This blog was kindly published by the New Local Government Network last week here: Forget integration: we need to disintegrate our public services – New Local
Every few months I find myself in a debate about integration. Long-standing health and care watchers like Richard Humphries, previously of the King’s Fund, have pointed out that this has been happening for as long as there have been separate health and care systems, with plans to integrate the two appearing every few years – dozens and dozens of them in 70 years – but none of them working.
I believe this is because we always start from the wrong question. We look at complex NHS systems and at bureaucratic social care systems and ask, How can we join these bureaucracies up better?

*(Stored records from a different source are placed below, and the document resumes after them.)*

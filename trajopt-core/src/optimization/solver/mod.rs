//! The interior-point NLP solver and its pieces.

pub mod diagnostics;
pub(crate) mod evaluator;
pub mod filter;
pub mod interior_point;
pub mod perf;
pub(crate) mod restoration;
pub mod state;

pub use diagnostics::DiagnosticsConfig;
pub use filter::{Acceptance, Filter, FilterEntry};
pub use interior_point::IterationCallback;
pub use perf::{PerfSection, PerfTimers};
pub use state::{SolverEvent, SolverState};
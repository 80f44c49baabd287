//! Two-criterion filter for the line search.
//!
//! A trial point is judged by its constraint violation θ and barrier
//! objective φ. It is acceptable when no filter entry dominates it and it
//! improves on the current iterate in θ or φ. When the current violation
//! is small and the search direction is a descent direction for φ (the
//! switching condition), an Armijo decrease in φ is required instead and the
//! filter is not augmented.

use crate::optimization::config::FilterConfig;

/// A (violation, objective) pair.
#[derive(Debug, Clone, Copy, PartialEq)]
pub struct FilterEntry {
    pub constraint_violation: f64,
    pub cost: f64,
}

impl FilterEntry {
    pub fn new(constraint_violation: f64, cost: f64) -> Self {
        Self {
            constraint_violation,
            cost,
        }
    }
}

/// Outcome of testing one trial point.
#[derive(Debug, Clone, Copy, PartialEq, Eq)]
pub enum Acceptance {
    Rejected,
    /// Accepted by sufficient decrease; the current point joins the filter
    FilterStep,
    /// Accepted by the Armijo condition under the switching rule
    ObjectiveStep,
}

#[derive(Debug, Clone)]
pub struct Filter {
    config: FilterConfig,
    entries: Vec<FilterEntry>,
    max_violation: f64,
    min_violation: f64,
}

impl Filter {
    pub fn new(config: FilterConfig) -> Self {
        Self {
            config,
            entries: Vec::new(),
            max_violation: f64::INFINITY,
            min_violation: 0.0,
        }
    }

    /// Empty the filter and recompute the violation bounds from the
    /// violation of the current point.
    pub fn reset(&mut self, initial_violation: f64) {
        let scale = initial_violation.max(1.0);
        self.entries.clear();
        self.max_violation = self.config.theta_max_factor * scale;
        self.min_violation = self.config.theta_min_factor * scale;
    }

    /// Drop all entries but keep the violation bounds fixed at solve entry.
    pub fn clear(&mut self) {
        self.entries.clear();
    }

    pub fn len(&self) -> usize {
        self.entries.len()
    }

    pub fn is_empty(&self) -> bool {
        self.entries.is_empty()
    }

    pub fn max_violation(&self) -> f64 {
        self.max_violation
    }

    /// Whether no entry dominates `trial`.
    pub fn is_acceptable_to_filter(&self, trial: &FilterEntry) -> bool {
        self.entries
            .iter()
            .all(|e| trial.constraint_violation < e.constraint_violation || trial.cost < e.cost)
    }

    /// Add `current` to the filter with its margins, dropping entries it dominates.
    pub fn add(&mut self, current: &FilterEntry) {
        let entry = FilterEntry {
            constraint_violation: (1.0 - self.config.gamma_theta) * current.constraint_violation,
            cost: current.cost - self.config.gamma_phi * current.constraint_violation,
        };
        self.entries
            .retain(|e| !(entry.constraint_violation <= e.constraint_violation && entry.cost <= e.cost));
        self.entries.push(entry);
    }

    /// Switching condition: φ descends along the step and the violation is
    /// small compared with the predicted decrease.
    pub fn switching_condition(&self, current: &FilterEntry, alpha: f64, phi_slope: f64) -> bool {
        phi_slope < 0.0
            && current.constraint_violation <= self.min_violation
            && alpha * (-phi_slope).powf(self.config.s_phi)
                > self.config.delta * current.constraint_violation.powf(self.config.s_theta)
    }

    fn armijo(&self, current: &FilterEntry, trial: &FilterEntry, alpha: f64, phi_slope: f64) -> bool {
        trial.cost <= current.cost + self.config.eta_phi * alpha * phi_slope
    }

    fn sufficient_decrease(&self, current: &FilterEntry, trial: &FilterEntry) -> bool {
        trial.constraint_violation <= (1.0 - self.config.gamma_theta) * current.constraint_violation
            || trial.cost <= current.cost - self.config.gamma_phi * current.constraint_violation
    }

    /// Judge a trial point reached with step length `alpha` along a
    /// direction whose directional derivative of φ is `phi_slope`.
    pub fn check(&self, current: &FilterEntry, trial: &FilterEntry, alpha: f64, phi_slope: f64) -> Acceptance {
        if !trial.cost.is_finite() || !trial.constraint_violation.is_finite() {
            return Acceptance::Rejected;
        }
        if trial.constraint_violation > self.max_violation {
            return Acceptance::Rejected;
        }
        if !self.is_acceptable_to_filter(trial) {
            return Acceptance::Rejected;
        }

        if self.switching_condition(current, alpha, phi_slope) {
            if self.armijo(current, trial, alpha, phi_slope) {
                Acceptance::ObjectiveStep
            } else {
                Acceptance::Rejected
            }
        } else if self.sufficient_decrease(current, trial) {
            Acceptance::FilterStep
        } else {
            Acceptance::Rejected
        }
    }

    /// Smallest step length worth trying before giving up on the line search.
    pub fn min_step(&self, current: &FilterEntry, phi_slope: f64) -> f64 {
        let c = &self.config;
        let theta = current.constraint_violation;
        let bound = if phi_slope < 0.0 {
            let mut bound = c.gamma_theta.min(c.gamma_phi * theta / -phi_slope);
            if theta <= self.min_violation {
                bound = bound.min(c.delta * theta.powf(c.s_theta) / (-phi_slope).powf(c.s_phi));
            }
            bound
        } else {
            c.gamma_theta
        };
        c.alpha_min_factor * bound
    }
}

#[cfg(test)]
mod tests {
    use super::*;

    fn filter() -> Filter {
        let mut f = Filter::new(FilterConfig::default());
        f.reset(1.0);
        f
    }

    #[test]
    fn test_dominated_points_are_rejected() {
        let mut f = filter();
        f.add(&FilterEntry::new(1.0, 10.0));
        assert!(!f.is_acceptable_to_filter(&FilterEntry::new(1.0, 10.0)));
        assert!(!f.is_acceptable_to_filter(&FilterEntry::new(2.0, 11.0)));
        assert!(f.is_acceptable_to_filter(&FilterEntry::new(0.5, 11.0)));
        assert!(f.is_acceptable_to_filter(&FilterEntry::new(2.0, 9.0)));
    }

    #[test]
    fn test_add_removes_dominated_entries() {
        let mut f = filter();
        f.add(&FilterEntry::new(2.0, 10.0));
        f.add(&FilterEntry::new(3.0, 5.0));
        assert_eq!(f.len(), 2);
        f.add(&FilterEntry::new(1.0, 1.0));
        assert_eq!(f.len(), 1);
    }

    #[test]
    fn test_sufficient_decrease_step() {
        let f = filter();
        let current = FilterEntry::new(0.5, 1.0);
        // Violation drops, objective rises slightly: a filter step
        let trial = FilterEntry::new(0.1, 1.1);
        assert_eq!(f.check(&current, &trial, 1.0, 1.0), Acceptance::FilterStep);
        // Neither measure improves
        let trial = FilterEntry::new(0.6, 1.2);
        assert_eq!(f.check(&current, &trial, 1.0, 1.0), Acceptance::Rejected);
    }

    #[test]
    fn test_switching_requires_armijo() {
        let f = filter();
        let current = FilterEntry::new(0.0, 1.0);
        assert!(f.switching_condition(&current, 1.0, -1.0));
        let good = FilterEntry::new(0.0, 0.5);
        assert_eq!(f.check(&current, &good, 1.0, -1.0), Acceptance::ObjectiveStep);
        let flat = FilterEntry::new(0.0, 1.0);
        assert_eq!(f.check(&current, &flat, 1.0, -1.0), Acceptance::Rejected);
    }

    #[test]
    fn test_violation_bound() {
        let f = filter();
        let current = FilterEntry::new(1.0, 0.0);
        let trial = FilterEntry::new(f.max_violation() * 2.0, -100.0);
        assert_eq!(f.check(&current, &trial, 1.0, 1.0), Acceptance::Rejected);
    }

    #[test]
    fn test_clear_keeps_violation_bounds() {
        let mut f = Filter::new(FilterConfig::default());
        f.reset(50.0);
        let bound = f.max_violation();
        f.add(&FilterEntry::new(10.0, 1.0));
        f.clear();
        assert!(f.is_empty());
        assert_eq!(f.max_violation(), bound);
        assert!(f.is_acceptable_to_filter(&FilterEntry::new(10.0, 1.0)));
    }

    #[test]
    fn test_min_step_is_positive() {
        let f = filter();
        assert!(f.min_step(&FilterEntry::new(1.0, 0.0), -1.0) > 0.0);
        assert!(f.min_step(&FilterEntry::new(0.0, 0.0), 1.0) > 0.0);
    }
}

As ever, it’s worth thinking about what it would look like to take a strengths– or asset-based approach to this challenge. This would mean starting with the question, “What does a good life look like for people who use or might need health or care services?’ And then, “What role do services have in enabling those people to live safely and well at home?’
The answers to those questions need to come from people themselves- particularly disabled people and older people, and their families. They need to be conversations which include everyone – the people who make most use of health and care services now, but also the groups and communities who are most at risk of being excluded from or poorly-served by those services.
So we need our national and local leaders to do two things:
- Set a new shared goal for our dis-integrated public services. In my book, I suggest a single government department for community services bringing at least health, care, housing & local government services together, and a single goal of creating wellbeing and resilience (which is the capacity to maintain wellbeing through challenge and crises).
- Share power through insisting on co-production and resourcing the citizen-led organisations which are needed to coproduce with everyone.
How would we know this was working? I can think of three useful tests for integration – I’d be interested in what you think of them:
1. Can the system work with households as well as individuals? This tests whether services for people with different needs (and often different ages, such as the disabled child and their parents who are finding it challenging to care for them) can organise themselves around the complexity of their lives, putting us in charge of how resources are used. Or do our lives look hopelessly messy to them?
2. Does integration reduce inequalities? If it doesn’t, then some services may be integrating with each other, but they are not integrating with all of our communities, and community organisations.
3. Can I own and share my own information? This is a process-y point, but it’s a good sign of whether we are aiming to help organisations integrate their existing information systems, or if we are trying to help individuals and families take charge of their own information, and share it with the services which are valuable to them. Having to give the same information over and over is perhaps the most common complaint about dis-integrated systems. It’s not just inconvenient – that information is sensitive, personal or can be deeply painful – so repeating it shows that our dignity is not at the heart of a service’s thinking and actions.
So real integration will be both simpler (not having to make sense of existing labyrinthine bureaucracies) and harder (services accepting new goals and less power). We can replace systems which spend lots of time and money assessing people, but often don’t have a service, let alone the right kind of support, at the end of it, with simpler and more human approaches like Local Area Coordination, which put the rights kinds of help in the right places.
Just as the really hard bit of scaling up innovation is scaling down what we do now, building new integrated systems requires us to recognise that what is needed for some existing monolithic bureaucracies is, in fact, disintegration.